YOUR OBJECTIVE: Search the records for lines with the word "updates" and copy each match.

[[ PROVIDED DATA open ]]

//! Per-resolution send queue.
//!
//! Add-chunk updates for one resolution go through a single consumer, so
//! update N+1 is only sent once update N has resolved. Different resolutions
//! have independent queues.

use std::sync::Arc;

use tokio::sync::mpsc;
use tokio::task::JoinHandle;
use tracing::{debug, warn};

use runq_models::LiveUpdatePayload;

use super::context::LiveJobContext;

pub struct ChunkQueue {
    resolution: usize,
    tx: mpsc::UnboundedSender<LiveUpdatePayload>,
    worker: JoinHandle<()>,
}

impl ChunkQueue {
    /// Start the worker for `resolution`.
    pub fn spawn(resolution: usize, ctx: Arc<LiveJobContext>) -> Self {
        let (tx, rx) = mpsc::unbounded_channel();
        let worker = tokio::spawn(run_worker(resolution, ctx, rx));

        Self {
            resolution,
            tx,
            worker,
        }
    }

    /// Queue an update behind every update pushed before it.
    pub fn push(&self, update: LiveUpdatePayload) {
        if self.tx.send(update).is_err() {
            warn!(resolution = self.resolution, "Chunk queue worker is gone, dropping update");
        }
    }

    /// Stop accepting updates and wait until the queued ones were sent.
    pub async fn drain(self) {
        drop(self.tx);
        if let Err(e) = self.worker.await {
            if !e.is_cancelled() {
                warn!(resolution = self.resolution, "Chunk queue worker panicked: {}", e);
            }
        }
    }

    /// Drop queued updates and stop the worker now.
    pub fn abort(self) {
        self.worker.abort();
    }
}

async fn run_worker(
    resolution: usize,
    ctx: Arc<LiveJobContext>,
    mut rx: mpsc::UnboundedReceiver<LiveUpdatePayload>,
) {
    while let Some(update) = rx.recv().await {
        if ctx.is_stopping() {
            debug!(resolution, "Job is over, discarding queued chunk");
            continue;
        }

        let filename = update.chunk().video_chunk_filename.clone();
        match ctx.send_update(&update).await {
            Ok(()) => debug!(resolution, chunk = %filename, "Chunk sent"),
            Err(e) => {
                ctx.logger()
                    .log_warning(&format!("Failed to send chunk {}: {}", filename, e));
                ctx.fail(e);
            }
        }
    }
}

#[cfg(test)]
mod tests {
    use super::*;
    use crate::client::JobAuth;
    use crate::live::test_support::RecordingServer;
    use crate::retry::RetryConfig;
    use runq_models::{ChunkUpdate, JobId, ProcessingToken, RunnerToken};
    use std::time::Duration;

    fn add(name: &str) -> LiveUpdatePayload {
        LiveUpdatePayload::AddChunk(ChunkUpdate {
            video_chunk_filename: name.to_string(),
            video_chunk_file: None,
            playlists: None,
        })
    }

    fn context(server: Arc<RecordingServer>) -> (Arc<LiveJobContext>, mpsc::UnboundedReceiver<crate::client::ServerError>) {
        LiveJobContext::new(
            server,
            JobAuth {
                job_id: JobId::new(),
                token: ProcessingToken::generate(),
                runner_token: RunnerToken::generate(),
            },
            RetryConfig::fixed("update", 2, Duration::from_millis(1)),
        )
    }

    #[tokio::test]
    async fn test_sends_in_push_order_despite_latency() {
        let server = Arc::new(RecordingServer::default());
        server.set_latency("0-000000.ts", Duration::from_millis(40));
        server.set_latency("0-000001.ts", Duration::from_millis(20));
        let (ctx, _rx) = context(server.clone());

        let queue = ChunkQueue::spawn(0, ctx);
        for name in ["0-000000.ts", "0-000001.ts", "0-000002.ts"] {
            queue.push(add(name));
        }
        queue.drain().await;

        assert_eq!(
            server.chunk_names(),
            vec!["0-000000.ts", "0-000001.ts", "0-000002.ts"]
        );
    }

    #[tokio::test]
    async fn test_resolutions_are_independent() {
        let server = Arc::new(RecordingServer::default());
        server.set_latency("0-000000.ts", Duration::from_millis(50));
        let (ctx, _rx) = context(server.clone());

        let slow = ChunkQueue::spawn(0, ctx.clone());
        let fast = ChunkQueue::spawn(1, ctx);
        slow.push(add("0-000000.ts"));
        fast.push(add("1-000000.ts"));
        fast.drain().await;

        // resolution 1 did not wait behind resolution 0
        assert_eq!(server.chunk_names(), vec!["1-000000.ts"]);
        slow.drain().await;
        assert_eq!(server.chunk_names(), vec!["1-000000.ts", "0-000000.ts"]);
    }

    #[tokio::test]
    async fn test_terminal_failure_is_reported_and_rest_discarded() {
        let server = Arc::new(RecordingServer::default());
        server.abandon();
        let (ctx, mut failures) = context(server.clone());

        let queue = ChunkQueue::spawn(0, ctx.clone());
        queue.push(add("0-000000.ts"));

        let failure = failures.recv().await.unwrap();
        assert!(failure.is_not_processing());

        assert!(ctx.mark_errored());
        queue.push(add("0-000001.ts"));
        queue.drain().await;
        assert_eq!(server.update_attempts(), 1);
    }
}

[[ PROVIDED DATA closed ]]

WRITTEN REPLY:
//! Add-chunk updates for one resolution go through a single consumer, so
    /// Stop accepting updates and wait until the queued ones were sent.
    /// Drop queued updates and stop the worker now.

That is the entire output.